Apparently PAM (Pluggable Authentication Modules) has been a part of Linux since 1997. It is undeniably useful (a common use is that you can force SSH to use it for password logins, as per the SSH YAML file above). It is extensible, sophisticated and can perform useful functions such as preventing brute force attacks on password logins using a clever rate limiting system. The syntax varies a little between OSes but if you have the time then getting PAM working well (even if you’re only using SSH keys and not passwords for your logins) is a worthwhile effort. Attackers like their own users on a system with lots of usernames, something innocuous such as “webadmin” or similar might be easy to miss on a server, and PAM can help you out in this respect.
We’ve looked at logging a little already but what about capturing every “system call” that a kernel makes. The Linux kernel is a super-busy component of any system and logging almost every single thing that a system does is an excellent way of providing post-event forensics. This article will hopefully shed some light on where to begin: http://www.admin-magazine.com/Archive/2018/43/Auditing-Docker-Containers-in-a-DevOps-Environment. Note the comments in that article about performance, there’s little point in paying extra for compute and disk IO resource because you’ve misconfigured your logging so spend some time getting it correct would be my advice.

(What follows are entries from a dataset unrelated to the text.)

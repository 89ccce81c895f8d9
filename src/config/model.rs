//! Configuration Data Model
//!
//! Core data structures describing groups, execution steps and settings.
//!
//! # Example YAML Format
//!
//! ```yaml
//! version: 1
//!
//! settings:
//!   logging:
//!     level: info
//!     pretty: true
//!   working-dir: /tmp
//!
//! env:
//!   GREETING: "hello"
//!
//! groups:
//!   - name: fetch
//!     description: "Fetch the current revision"
//!     command: git
//!     params: ["rev-parse", "HEAD"]
//!
//!   - name: report
//!     command: echo
//!     params: ["$GREETING", "{{ output.fetch }}"]
//!     env:
//!       GREETING: "revision"
//!
//! execution:
//!   - group: ["fetch"]
//!   - group: ["report"]
//! ```

use serde::de::{self, Deserializer};
use serde::{Deserialize, Serialize};
use serde_json::Value;
use std::collections::HashMap;
use std::path::PathBuf;

/// Complete task runner configuration.
#[derive(Serialize, Deserialize, Debug, Clone, Default, PartialEq)]
#[serde(default)]
pub struct Config {
    /// Configuration schema version
    pub version: i64,

    /// Runtime settings (logging, working directory)
    pub settings: Settings,

    /// Named command groups
    pub groups: Vec<Group>,

    /// Ordered execution plan
    pub execution: Vec<Step>,

    /// Global environment overrides applied to every group
    pub env: HashMap<String, String>,
}

/// Logging preferences.
#[derive(Serialize, Deserialize, Debug, Clone, Default, PartialEq)]
#[serde(default)]
pub struct Logging {
    /// Level name (trace, debug, info, warn, error). Empty means default.
    pub level: String,

    /// Human-readable output instead of JSON lines
    pub pretty: bool,
}

/// Runtime settings.
#[derive(Serialize, Deserialize, Debug, Clone, Default, PartialEq)]
#[serde(default)]
pub struct Settings {
    pub logging: Logging,

    /// Directory every group process starts in
    #[serde(rename = "working-dir", skip_serializing_if = "Option::is_none")]
    pub working_dir: Option<PathBuf>,

    /// Log resolved commands instead of executing them
    #[serde(rename = "dry-run", skip_serializing_if = "std::ops::Not::not")]
    pub dry_run: bool,
}

/// A named unit of work: one shell command with parameters.
#[derive(Serialize, Deserialize, Debug, Clone, Default, PartialEq)]
pub struct Group {
    /// Unique group name, also the key for its captured output
    pub name: String,

    /// Program or command text
    #[serde(default)]
    pub command: String,

    /// Arguments appended to the command. May contain `{{ output.<group> }}`
    #[serde(deserialize_with = "single_or_vec", default)]
    pub params: Vec<String>,

    /// Shell override (defaults to `$SHELL`, then `/bin/sh`)
    #[serde(default, skip_serializing_if = "Option::is_none")]
    pub shell: Option<String>,

    #[serde(default, skip_serializing_if = "Option::is_none")]
    pub description: Option<String>,

    /// Reserved. Parsed but not acted upon by the engine.
    #[serde(default, skip_serializing_if = "Option::is_none")]
    pub concurrency: Option<usize>,

    /// Group-scoped environment overrides
    #[serde(default, skip_serializing_if = "HashMap::is_empty")]
    pub env: HashMap<String, String>,
}

/// A set of group names that run concurrently.
#[derive(Serialize, Deserialize, Debug, Clone, Default, PartialEq)]
pub struct Step {
    #[serde(deserialize_with = "single_or_vec", default)]
    pub group: Vec<String>,
}

/// Deserializes either a single string or array of strings into Vec<String>
fn single_or_vec<'de, D>(deserializer: D) -> Result<Vec<String>, D::Error>
where
    D: Deserializer<'de>,
{
    let val = Value::deserialize(deserializer)?;
    match val {
        Value::Null => Ok(Vec::new()),
        Value::String(s) => Ok(vec![s]),
        Value::Array(arr) => arr
            .into_iter()
            .map(|v| match v {
                Value::String(s) => Ok(s),
                Value::Number(n) => Ok(n.to_string()),
                Value::Bool(b) => Ok(b.to_string()),
                _ => Err(de::Error::custom("Expected string in array")),
            })
            .collect(),
        _ => Err(de::Error::custom("Expected string or array of strings")),
    }
}

impl Group {
    /// Creates a group running `command` with no parameters.
    ///
    /// # Example
    ///
    /// ```
    /// use keepup::config::Group;
    ///
    /// let group = Group::new("greet", "echo")
    ///     .with_params(["Hello", "World"])
    ///     .with_env("LANG", "C");
    /// assert_eq!(group.params.len(), 2);
    /// ```
    pub fn new(name: impl Into<String>, command: impl Into<String>) -> Self {
        Self {
            name: name.into(),
            command: command.into(),
            ..Self::default()
        }
    }

    /// Appends a single parameter.
    pub fn with_param(mut self, param: impl Into<String>) -> Self {
        self.params.push(param.into());
        self
    }

    /// Replaces the parameter list.
    pub fn with_params<I, S>(mut self, params: I) -> Self
    where
        I: IntoIterator<Item = S>,
        S: Into<String>,
    {
        self.params = params.into_iter().map(Into::into).collect();
        self
    }

    /// Sets the shell used to run the command line.
    pub fn with_shell(mut self, shell: impl Into<String>) -> Self {
        self.shell = Some(shell.into());
        self
    }

    /// Adds a group-scoped environment variable.
    pub fn with_env(mut self, key: impl Into<String>, value: impl Into<String>) -> Self {
        self.env.insert(key.into(), value.into());
        self
    }
}

impl Step {
    /// Creates a step running the given groups concurrently.
    pub fn new<I, S>(groups: I) -> Self
    where
        I: IntoIterator<Item = S>,
        S: Into<String>,
    {
        Self {
            group: groups.into_iter().map(Into::into).collect(),
        }
    }
}

impl Config {
    /// Creates a config from groups and steps with default settings.
    pub fn from_parts(groups: Vec<Group>, execution: Vec<Step>) -> Self {
        Self {
            groups,
            execution,
            ..Self::default()
        }
    }

    /// Looks up a group definition by name.
    pub fn get_group(&self, name: &str) -> Option<&Group> {
        self.groups.iter().find(|g| g.name == name)
    }

    /// Restricts the execution plan to a single group.
    ///
    /// Returns an error if the group is not defined.
    pub fn restrict_to_group(&mut self, name: &str) -> Result<(), String> {
        if self.get_group(name).is_none() {
            return Err(format!("group {:?} not found in config", name));
        }
        self.execution = vec![Step::new([name])];
        Ok(())
    }
}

For concerns over disk space I will usually change a few lines in the file “/etc/audit/auditd.conf” in order to prevent there firstly being too many log files created and secondly logs that grow very large without being rotated. This is also on the proviso that logs are being ingested upstream via another mechanism too. Clearly the files permissions and the service starting are also the basics you need to cover here too. Generally file permissions for auditd are tight as it’s a “root” oriented service so there’s less changes needed here generally.
With a little reading you can discover which filesystems that are made available to your OS by default. You should disable these (at the “modprode.d” file level) with Ansible to prevent weird and wonderful things being attached unwittingly to your servers. You are reducing the attack surface with this approach. The Ansible might look something like this below for example.
name: Make sure filesystems which are not needed are forced as off lineinfile: dest="/etcmodprobe.d/harden.conf" line='install squashfs /bin/true' state=present
The old, but sometimes avoided due to complexity, security favourite, SELinux, should be set to “enforcing” mode. Or, at the every least, set to log sensibly using “permissive” mode. Permissive mode will at least fill your auditd logs up with any correct rule matches nicely. In terms of what Ansible looks like it’s simple and is along these lines:
name: Configure SElinux to be running in permissive mode replace: path=”/etc/selinux/config” regexp='SELINUX=disabled' replace='SELINUX=permissive'
Needless to say the compliance hardening playbook is also a good place to upgrade all the packages (with some selective exclusions) on the system. Pay attention to the section relating to reboots and idempotency in a moment however. With other mechanisms in place you might not want to update packages here but instead as per the Automation Documents article mentioned in a moment.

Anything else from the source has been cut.